Includes the updating essay—
“What is a Suggestion?
The Neuroscience of Implicit Processing Heuristics in Therapeutic Hypnosis and Psychotherapy”
By Ernest L. Rossi and Kathryn L. Rossi
“For the many who never had the opportunity and never will have the opportunity to attend workshops led by Milton Erickson, this work will serve as an invaluable surrogate. Psychotherapists, in general, as well as hypnotherapists, will find the work rewarding reading and study, for Erickson is above all a psychotherapist, and his modus operandi transcends clinical hypnotism. As for academicians and researchers, I believe they will find enough food for thought and research here to keep them busy for some time to come.”
—Andre M. Weitzenhoffer
“[the] new neuroscience framework was not available to us when we published the first edition of Hypnotic Realities in 1976. Yet, as can be seen when we read this volume today, every chapter and line anticipates our new neuroscience perspective to a remarkable degree. The subtitle of the original Hypnotic Realities: the Induction of Clinical Hypnosis and Forms of Indirect Suggestion, which emphasized Erickson’s invention of ‘indirect suggestion.’ is being re-framed in my mind today with the more apt concept of ‘implicit processing heuristics.’ ‘Implicit’ is the current neuroscience term for the ‘unconscious.’ ‘Heuristics’ are hints we give each other for priming and prompting a new activity, thought, emotion or experience of consciousness. Implicit processing heuristics are linguistic tools psychotherapists use to turn on experience-dependent gene expression and brain plasticity for creative change and healing.”
—Ernest Rossi
Milton H. Erickson, MD, was an American psychiatrist who specialized in medical hypnosis and family therapy. He was founding president of the American Society for Clinical Hypnosis and noted for his approach to the unconscious mind as creative and solution-generating.
Dr. Erickson was plagued with enormous physical handicaps for most of his life. At age 17, he contracted polio and was so severely paralyzed that doctors believed he would die. While recovering in bed, almost entirely lame and unable to speak, he became strongly aware of the significance of nonverbal communication – body language, tone of voice, and the way that these nonverbal expressions often directly contradicted the verbal ones. He also began to have “body memories” of the muscular activity of his own body. By concentrating on these memories, he slowly began to regain control of parts of his body to the point where he was eventually able to talk and use his arms again. His doctor recommended exercising his upper body only so Milton Erickson planned a 1,000 miles canoe trip to build up the strength to attend college. His adventure was challenging, and although he still did not have full use of his legs at the end, he was able to walk with a cane.

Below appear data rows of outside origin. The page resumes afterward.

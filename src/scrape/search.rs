//! Search initiation on the lu.ma landing page
//!
//! Finds and operates the site's search affordance: a trigger button that
//! reveals an input, a bare input already on the page, or, when neither can be
//! located, a direct navigation to the search results URL.

use crate::browser::BrowserSession;
use crate::error::{Result, ScraperError};
use crate::locate::{Strategy, locate, wait_for_match};
use headless_chrome::Element;
use std::path::Path;
use std::time::Duration;

const LANDING_URL: &str = "https://lu.ma/sf";
const SEARCH_URL_BASE: &str = "https://lu.ma/search";
const LOCATION_FILTER: &str = "sf";

/// Chain for the search trigger button, most specific first
const SEARCH_BUTTON: &[Strategy] = &[
    Strategy::xpath(
        "button by aria-label",
        "//button[contains(@aria-label, 'search') or contains(@aria-label, 'Search')]",
    ),
    Strategy::xpath(
        "button by class or icon class",
        "//button[contains(@class, 'search') or .//i[contains(@class, 'search')]]",
    ),
    Strategy::xpath("button by svg icon", "//button[.//svg[contains(@class, 'search')]]"),
    Strategy::xpath(
        "button by visible text",
        "//button[contains(text(), 'Search') or .//span[contains(text(), 'Search')]]",
    ),
];

/// Chain for the search input field
const SEARCH_INPUT: &[Strategy] = &[Strategy::xpath(
    "input by placeholder or aria-label",
    "//input[contains(@placeholder, 'search') or contains(@placeholder, 'Search') or contains(@aria-label, 'search')]",
)];

/// Build the fallback search URL for a keyword query
///
/// Commas and spaces become '+'; all other characters pass through untouched.
pub fn direct_search_url(keywords: &str) -> String {
    let query = keywords.replace(',', "+").replace(' ', "+");
    format!("{}?q={}&filter={}", SEARCH_URL_BASE, query, LOCATION_FILTER)
}

/// Find and operate the site's search affordance, submitting `keywords`
///
/// Tries a trigger button first, then a bare input, then falls back to
/// navigating to [`direct_search_url`]. Returns `false` when the post-click
/// input never appears within `wait` or an unexpected error occurs; errors are
/// logged, never propagated.
pub fn initiate_search(session: &BrowserSession, keywords: &str, wait: Duration, screenshots: bool) -> bool {
    match try_search(session, keywords, wait, screenshots) {
        Ok(submitted) => submitted,
        Err(e) => {
            log::error!("Failed to search for events: {}", e);
            if screenshots {
                let _ = session.screenshot(Path::new("search_error.png"));
            }
            false
        }
    }
}

fn try_search(session: &BrowserSession, keywords: &str, wait: Duration, screenshots: bool) -> Result<bool> {
    log::info!("Navigating to {}", LANDING_URL);
    session.navigate(LANDING_URL)?;
    session.settle(wait);

    if screenshots {
        session.screenshot(Path::new("sf_page.png"))?;
    }

    log::info!("Looking for search button");
    let buttons = locate(session.tab(), SEARCH_BUTTON);

    if let Some(button) = buttons.first() {
        log::info!("Found {} potential search buttons", buttons.len());

        button
            .click()
            .map_err(|e| ScraperError::InteractionFailed(format!("Failed to click search button: {}", e)))?;
        log::info!("Clicked search button");
        std::thread::sleep(Duration::from_secs(1));

        if screenshots {
            session.screenshot(Path::new("search_button_clicked.png"))?;
        }

        // The input appears only after the click, so a concrete readiness
        // condition exists; poll for it instead of sleeping blind.
        let inputs = wait_for_match(session.tab(), SEARCH_INPUT, wait);
        let Some(input) = inputs.first() else {
            log::error!("Could not find search input field after clicking search button");
            if screenshots {
                session.screenshot(Path::new("search_input_not_found.png"))?;
            }
            return Ok(false);
        };

        submit_query(session, input, keywords, screenshots)?;
        session.settle(wait);
        return Ok(true);
    }

    // No trigger button; the input may already be on the page.
    let inputs = locate(session.tab(), SEARCH_INPUT);
    if let Some(input) = inputs.first() {
        log::info!("Found search input directly");

        input
            .click()
            .map_err(|e| ScraperError::InteractionFailed(format!("Failed to click search input: {}", e)))?;
        std::thread::sleep(Duration::from_secs(1));

        if screenshots {
            session.screenshot(Path::new("search_input_clicked.png"))?;
        }

        submit_query(session, input, keywords, screenshots)?;
        session.settle(wait);
        return Ok(true);
    }

    // Neither trigger nor input: trust the URL scheme. This path cannot detect
    // failure itself.
    let search_url = direct_search_url(keywords);
    log::info!("Could not find search button, navigating to search URL: {}", search_url);
    session.navigate(&search_url)?;

    if screenshots {
        session.screenshot(Path::new("direct_search_url.png"))?;
    }

    session.settle(wait);
    Ok(true)
}

/// Clear the input, type the keywords, and submit with Enter
fn submit_query(session: &BrowserSession, input: &Element<'_>, keywords: &str, screenshots: bool) -> Result<()> {
    session.clear_input(input, keywords.len() + 100)?;

    input
        .type_into(keywords)
        .map_err(|e| ScraperError::InteractionFailed(format!("Failed to type keywords: {}", e)))?;
    std::thread::sleep(Duration::from_secs(1));

    session.press_enter()?;
    log::info!("Entered search keywords: {}", keywords);

    if screenshots {
        session.screenshot(Path::new("search_submitted.png"))?;
    }

    Ok(())
}
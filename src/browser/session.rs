use crate::browser::config::LaunchOptions;
use crate::error::{Result, ScraperError};
use headless_chrome::protocol::cdp::Page::CaptureScreenshotFormatOption;
use headless_chrome::{Browser, Element, Tab};
use std::{ffi::OsStr, path::Path, sync::Arc, time::Duration};

/// Browser session that owns a Chrome/Chromium instance for the lifetime of a run
///
/// All scraping components operate on the one session serially. The browser is
/// torn down when the session is dropped, on every exit path; [`close`] only
/// closes tabs eagerly before that.
///
/// [`close`]: BrowserSession::close
pub struct BrowserSession {
    /// The underlying headless_chrome Browser instance
    browser: Browser,

    /// The single tab all operations run against
    tab: Arc<Tab>,
}

impl BrowserSession {
    /// Launch a new browser instance with the given options
    pub fn launch(options: LaunchOptions) -> Result<Self> {
        let mut launch_opts = headless_chrome::LaunchOptions::default();

        // Ignore default arguments to prevent detection by anti-bot services
        launch_opts.ignore_default_args.push(OsStr::new("--enable-automation"));
        launch_opts.args.push(OsStr::new("--disable-blink-features=AutomationControlled"));
        launch_opts.args.push(OsStr::new("--disable-dev-shm-usage"));
        launch_opts.args.push(OsStr::new("--disable-gpu"));

        // Set the browser's idle timeout to 1 hour (default is 30 seconds) so slow
        // scrapes do not lose the session mid-run
        launch_opts.idle_browser_timeout = Duration::from_secs(60 * 60);

        // Configure headless mode
        launch_opts.headless = options.headless;

        // Set window size
        launch_opts.window_size = Some((options.window_width, options.window_height));

        // Set Chrome binary path if provided
        if let Some(path) = options.chrome_path {
            launch_opts.path = Some(path);
        }

        // Set user data directory if provided
        if let Some(dir) = options.user_data_dir {
            launch_opts.user_data_dir = Some(dir);
        }

        // Set sandbox mode
        launch_opts.sandbox = options.sandbox;

        // Launch browser
        let browser = Browser::new(launch_opts).map_err(|e| ScraperError::LaunchFailed(e.to_string()))?;

        let tab = browser
            .new_tab()
            .map_err(|e| ScraperError::LaunchFailed(format!("Failed to create tab: {}", e)))?;

        Ok(Self { browser, tab })
    }

    /// Get the tab all operations run against
    pub fn tab(&self) -> &Arc<Tab> {
        &self.tab
    }

    /// Navigate to a URL and wait for the navigation to commit
    pub fn navigate(&self, url: &str) -> Result<()> {
        self.tab
            .navigate_to(url)
            .map_err(|e| ScraperError::NavigationFailed(format!("Failed to navigate to {}: {}", url, e)))?;

        self.tab
            .wait_until_navigated()
            .map_err(|e| ScraperError::NavigationFailed(format!("Navigation to {} did not complete: {}", url, e)))?;

        Ok(())
    }

    /// Get the URL the tab is currently on
    pub fn current_url(&self) -> String {
        self.tab.get_url()
    }

    /// Fixed settle pause for client-side rendering
    ///
    /// A bare navigation offers no readiness signal, so this stays a
    /// constant-duration sleep. Where a concrete condition exists, use
    /// [`crate::locate::wait_for_match`] instead.
    pub fn settle(&self, wait: Duration) {
        log::debug!("Settling for {:?}", wait);
        std::thread::sleep(wait);
    }

    /// Press the Enter key in the tab
    pub fn press_enter(&self) -> Result<()> {
        self.tab
            .press_key("Enter")
            .map_err(|e| ScraperError::InteractionFailed(format!("Failed to press Enter: {}", e)))?;

        Ok(())
    }

    /// Clear an input element's contents using keyboard input only
    ///
    /// `max_chars` bounds the number of Backspace presses; pass a value safely
    /// above the longest text the field could hold.
    pub fn clear_input(&self, element: &Element<'_>, max_chars: usize) -> Result<()> {
        element
            .click()
            .map_err(|e| ScraperError::InteractionFailed(format!("Failed to focus input: {}", e)))?;

        self.tab.press_key("End").ok();
        for _ in 0..max_chars {
            self.tab.press_key("Backspace").ok();
        }

        Ok(())
    }

    /// Capture a PNG screenshot of the current page to `path`
    pub fn screenshot(&self, path: &Path) -> Result<()> {
        let png = self
            .tab
            .capture_screenshot(CaptureScreenshotFormatOption::Png, None, None, true)
            .map_err(|e| ScraperError::ScreenshotFailed(e.to_string()))?;

        std::fs::write(path, png)?;
        log::info!("Screenshot saved: {}", path.display());

        Ok(())
    }

    /// Close all tabs
    ///
    /// The browser process itself exits when the session is dropped; this only
    /// releases pages eagerly.
    pub fn close(&self) -> Result<()> {
        let tabs = self
            .browser
            .get_tabs()
            .lock()
            .map_err(|e| ScraperError::TabOperationFailed(format!("Failed to get tabs: {}", e)))?
            .clone();

        for tab in tabs {
            let _ = tab.close(false); // Ignore errors on individual tab closes
        }

        Ok(())
    }
}

#[cfg(test)]
mod tests {
    use super::*;

    // Integration tests (require Chrome to be installed)
    #[test]
    #[ignore] // Ignore by default, run with: cargo test -- --ignored
    fn test_launch_browser() {
        let result = BrowserSession::launch(LaunchOptions::new().headless(true));
        assert!(result.is_ok());
    }

    #[test]
    #[ignore]
    fn test_navigate() {
        let session = BrowserSession::launch(LaunchOptions::new().headless(true)).expect("Failed to launch browser");

        let result = session.navigate("about:blank");
        assert!(result.is_ok());
        assert_eq!(session.current_url(), "about:blank");
    }

    #[test]
    #[ignore]
    fn test_close() {
        let session = BrowserSession::launch(LaunchOptions::new().headless(true)).expect("Failed to launch browser");

        assert!(session.close().is_ok());
    }
}
//! Resilient element location
//!
//! The target site's markup is not controlled by this crate and varies between
//! pages, so no single query is trusted. Every UI or data target carries an
//! ordered chain of [`Strategy`] values of decreasing specificity (semantic
//! attribute match, class-name heuristic, icon/structural match, visible text,
//! broad tag scan). The first strategy that yields a non-empty match set wins
//! and the rest are never evaluated. A strategy that errors counts as a miss,
//! so one broken query cannot take the whole chain down.

use crate::error::{Result, ScraperError};
use headless_chrome::{Element, Tab};
use std::time::{Duration, Instant};

/// A single element query against the live page
#[derive(Debug, Clone, Copy, PartialEq, Eq)]
pub enum Query {
    /// CSS selector, evaluated with querySelectorAll semantics
    Css(&'static str),

    /// XPath expression
    XPath(&'static str),
}

/// One named rule in a fallback chain
#[derive(Debug, Clone, Copy)]
pub struct Strategy {
    /// Human-readable label, used only for logging
    pub description: &'static str,

    /// The query this strategy runs
    pub query: Query,
}

impl Strategy {
    /// A strategy backed by a CSS selector
    pub const fn css(description: &'static str, selector: &'static str) -> Self {
        Self { description, query: Query::Css(selector) }
    }

    /// A strategy backed by an XPath expression
    pub const fn xpath(description: &'static str, expression: &'static str) -> Self {
        Self { description, query: Query::XPath(expression) }
    }
}

/// Run `eval` over `strategies` in order and return the first non-empty match set
///
/// Returns empty when every strategy misses. An `Err` from a strategy is
/// logged and treated as a miss; the next strategy still runs. This function
/// never fails outward.
pub fn locate_with<T, F>(strategies: &[Strategy], mut eval: F) -> Vec<T>
where
    F: FnMut(&Strategy) -> Result<Vec<T>>,
{
    for strategy in strategies {
        match eval(strategy) {
            Ok(matches) if !matches.is_empty() => {
                log::debug!("Strategy '{}' matched {} element(s)", strategy.description, matches.len());
                return matches;
            }
            Ok(_) => log::debug!("Strategy '{}' matched nothing", strategy.description),
            Err(e) => log::debug!("Strategy '{}' failed: {}", strategy.description, e),
        }
    }

    Vec::new()
}

/// Evaluate a single query against a tab
pub fn run_query<'a>(tab: &'a Tab, query: &Query) -> Result<Vec<Element<'a>>> {
    match *query {
        Query::Css(selector) => tab
            .find_elements(selector)
            .map_err(|e| ScraperError::QueryFailed(format!("css '{}': {}", selector, e))),
        Query::XPath(expression) => tab
            .find_elements_by_xpath(expression)
            .map_err(|e| ScraperError::QueryFailed(format!("xpath '{}': {}", expression, e))),
    }
}

/// Locate elements on a live tab using a fallback chain
pub fn locate<'a>(tab: &'a Tab, strategies: &[Strategy]) -> Vec<Element<'a>> {
    locate_with(strategies, |strategy| run_query(tab, &strategy.query))
}

const POLL_PERIOD: Duration = Duration::from_millis(250);

/// Poll a fallback chain until it matches or `budget` expires
///
/// Returns whatever the final evaluation yielded, so a timeout comes back as
/// an empty match set rather than an error.
pub fn wait_for_match<'a>(tab: &'a Tab, strategies: &[Strategy], budget: Duration) -> Vec<Element<'a>> {
    let deadline = Instant::now() + budget;

    loop {
        let matches = locate(tab, strategies);
        if !matches.is_empty() || Instant::now() >= deadline {
            return matches;
        }
        std::thread::sleep(POLL_PERIOD);
    }
}

/// Read an attribute off an element
///
/// CDP reports attributes as a flat name/value list, unlike WebDriver's
/// per-attribute lookup.
pub fn attribute(element: &Element<'_>, name: &str) -> Result<Option<String>> {
    let attributes = element
        .get_attributes()
        .map_err(|e| ScraperError::QueryFailed(format!("attributes: {}", e)))?;

    Ok(attributes.and_then(|pairs| {
        pairs
            .chunks(2)
            .find(|pair| pair.len() == 2 && pair[0] == name)
            .map(|pair| pair[1].clone())
    }))
}

#[cfg(test)]
mod tests {
    use super::*;

    const CHAIN: &[Strategy] = &[
        Strategy::css("first", "#a"),
        Strategy::css("second", "#b"),
        Strategy::css("third", "#c"),
    ];

    #[test]
    fn test_first_hit_short_circuits() {
        let mut evaluated = 0;
        let result = locate_with(CHAIN, |_| {
            evaluated += 1;
            Ok(vec!["hit"])
        });

        assert_eq!(result, vec!["hit"]);
        assert_eq!(evaluated, 1);
    }

    #[test]
    fn test_miss_falls_through_to_next_strategy() {
        let mut evaluated = 0;
        let result = locate_with(CHAIN, |strategy| {
            evaluated += 1;
            if strategy.description == "second" {
                Ok(vec![42])
            } else {
                Ok(vec![])
            }
        });

        assert_eq!(result, vec![42]);
        assert_eq!(evaluated, 2);
    }

    #[test]
    fn test_error_counts_as_miss() {
        let mut evaluated = 0;
        let result = locate_with(CHAIN, |strategy| {
            evaluated += 1;
            if strategy.description == "first" {
                Err(ScraperError::QueryFailed("boom".to_string()))
            } else {
                Ok(vec!["recovered"])
            }
        });

        assert_eq!(result, vec!["recovered"]);
        assert_eq!(evaluated, 2);
    }

    #[test]
    fn test_all_miss_yields_empty() {
        let mut evaluated = 0;
        let result: Vec<&str> = locate_with(CHAIN, |_| {
            evaluated += 1;
            Ok(vec![])
        });

        assert!(result.is_empty());
        assert_eq!(evaluated, CHAIN.len());
    }

    #[test]
    fn test_empty_chain_yields_empty() {
        let result: Vec<&str> = locate_with(&[], |_| Ok(vec!["never"]));
        assert!(result.is_empty());
    }

    #[test]
    fn test_strategy_constructors() {
        let css = Strategy::css("anchors", "a");
        let xpath = Strategy::xpath("headings", "//h1");

        assert_eq!(css.query, Query::Css("a"));
        assert_eq!(xpath.query, Query::XPath("//h1"));
    }
}
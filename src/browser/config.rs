use std::path::PathBuf;

/// Options for launching a Chrome/Chromium instance
#[derive(Debug, Clone)]
pub struct LaunchOptions {
    /// Run the browser without a visible window
    pub headless: bool,

    /// Browser window width in pixels
    pub window_width: u32,

    /// Browser window height in pixels
    pub window_height: u32,

    /// Path to the Chrome/Chromium binary (auto-detected if not set)
    pub chrome_path: Option<PathBuf>,

    /// User data directory for the browser profile (temporary if not set)
    pub user_data_dir: Option<PathBuf>,

    /// Run with the Chrome sandbox enabled
    pub sandbox: bool,
}

impl Default for LaunchOptions {
    fn default() -> Self {
        Self {
            headless: true,
            window_width: 1920,
            window_height: 1080,
            chrome_path: None,
            user_data_dir: None,
            sandbox: false,
        }
    }
}

impl LaunchOptions {
    /// Create launch options with defaults
    pub fn new() -> Self {
        Self::default()
    }

    /// Builder method: set headless mode
    pub fn headless(mut self, headless: bool) -> Self {
        self.headless = headless;
        self
    }

    /// Builder method: set window size
    pub fn window_size(mut self, width: u32, height: u32) -> Self {
        self.window_width = width;
        self.window_height = height;
        self
    }

    /// Builder method: set the Chrome binary path
    pub fn chrome_path(mut self, path: impl Into<PathBuf>) -> Self {
        self.chrome_path = Some(path.into());
        self
    }

    /// Builder method: set the user data directory
    pub fn user_data_dir(mut self, dir: impl Into<PathBuf>) -> Self {
        self.user_data_dir = Some(dir.into());
        self
    }

    /// Builder method: set sandbox mode
    pub fn sandbox(mut self, sandbox: bool) -> Self {
        self.sandbox = sandbox;
        self
    }
}

#[cfg(test)]
mod tests {
    use super::*;

    #[test]
    fn test_launch_options_builder() {
        let opts = LaunchOptions::new().headless(true).window_size(800, 600);

        assert!(opts.headless);
        assert_eq!(opts.window_width, 800);
        assert_eq!(opts.window_height, 600);
    }

    #[test]
    fn test_launch_options_defaults() {
        let opts = LaunchOptions::default();

        assert!(opts.headless);
        assert_eq!(opts.window_width, 1920);
        assert_eq!(opts.window_height, 1080);
        assert!(opts.chrome_path.is_none());
        assert!(!opts.sandbox);
    }

    #[test]
    fn test_launch_options_chrome_path() {
        let opts = LaunchOptions::new().chrome_path("/usr/bin/chromium");

        assert_eq!(opts.chrome_path, Some(PathBuf::from("/usr/bin/chromium")));
    }
}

The Ericksonian approach departs from traditional hypnosis in a variety of ways. While the process of hypnosis has customarily been conceptualized as a matter of the therapist issuing standardized instructions to a passive patient, Ericksonian hypnosis stresses the importance of the interactive therapeutic relationship and purposeful engagement of the inner resources and experiential life of the subject. Dr. Erickson revolutionized the practice of hypnotherapy by coalescing numerous original concepts and patterns of communication into the field.
The novel psychotherapeutic strategies which Dr. Erickson employed in his treatment of individuals, couples, and families derived from his hypnotic orientation. Although he was known as the world’s leading hypnotherapist, Dr. Erickson used formal hypnosis in only one-fifth of his cases in clinical practice.
Dr. Erickson effected a fundamental shift in modern psychotherapy. Many elements of the Ericksonian perspective which were once considered extreme are now incorporated into the mainstream of contemporary practice.
Ernest L. Rossi, PhD, is an internationally renowned therapist, teacher and pioneer in the psychobiology of mind-body healing. The author of more than 24 professional books, Dr. Rossi worked with Milton Erickson for eight years and co-authored three classic volumes on therapeutic hypnosis with him. Rossi has also edited four volumes of Erickson's Collected Papers and four volumes of Erickson's Seminars, Workshops and Lectures. He has been conducting research in the psychosocial genomics of ultradian rhythms and their relation to mind-body healing and psychotherapy for over three decades.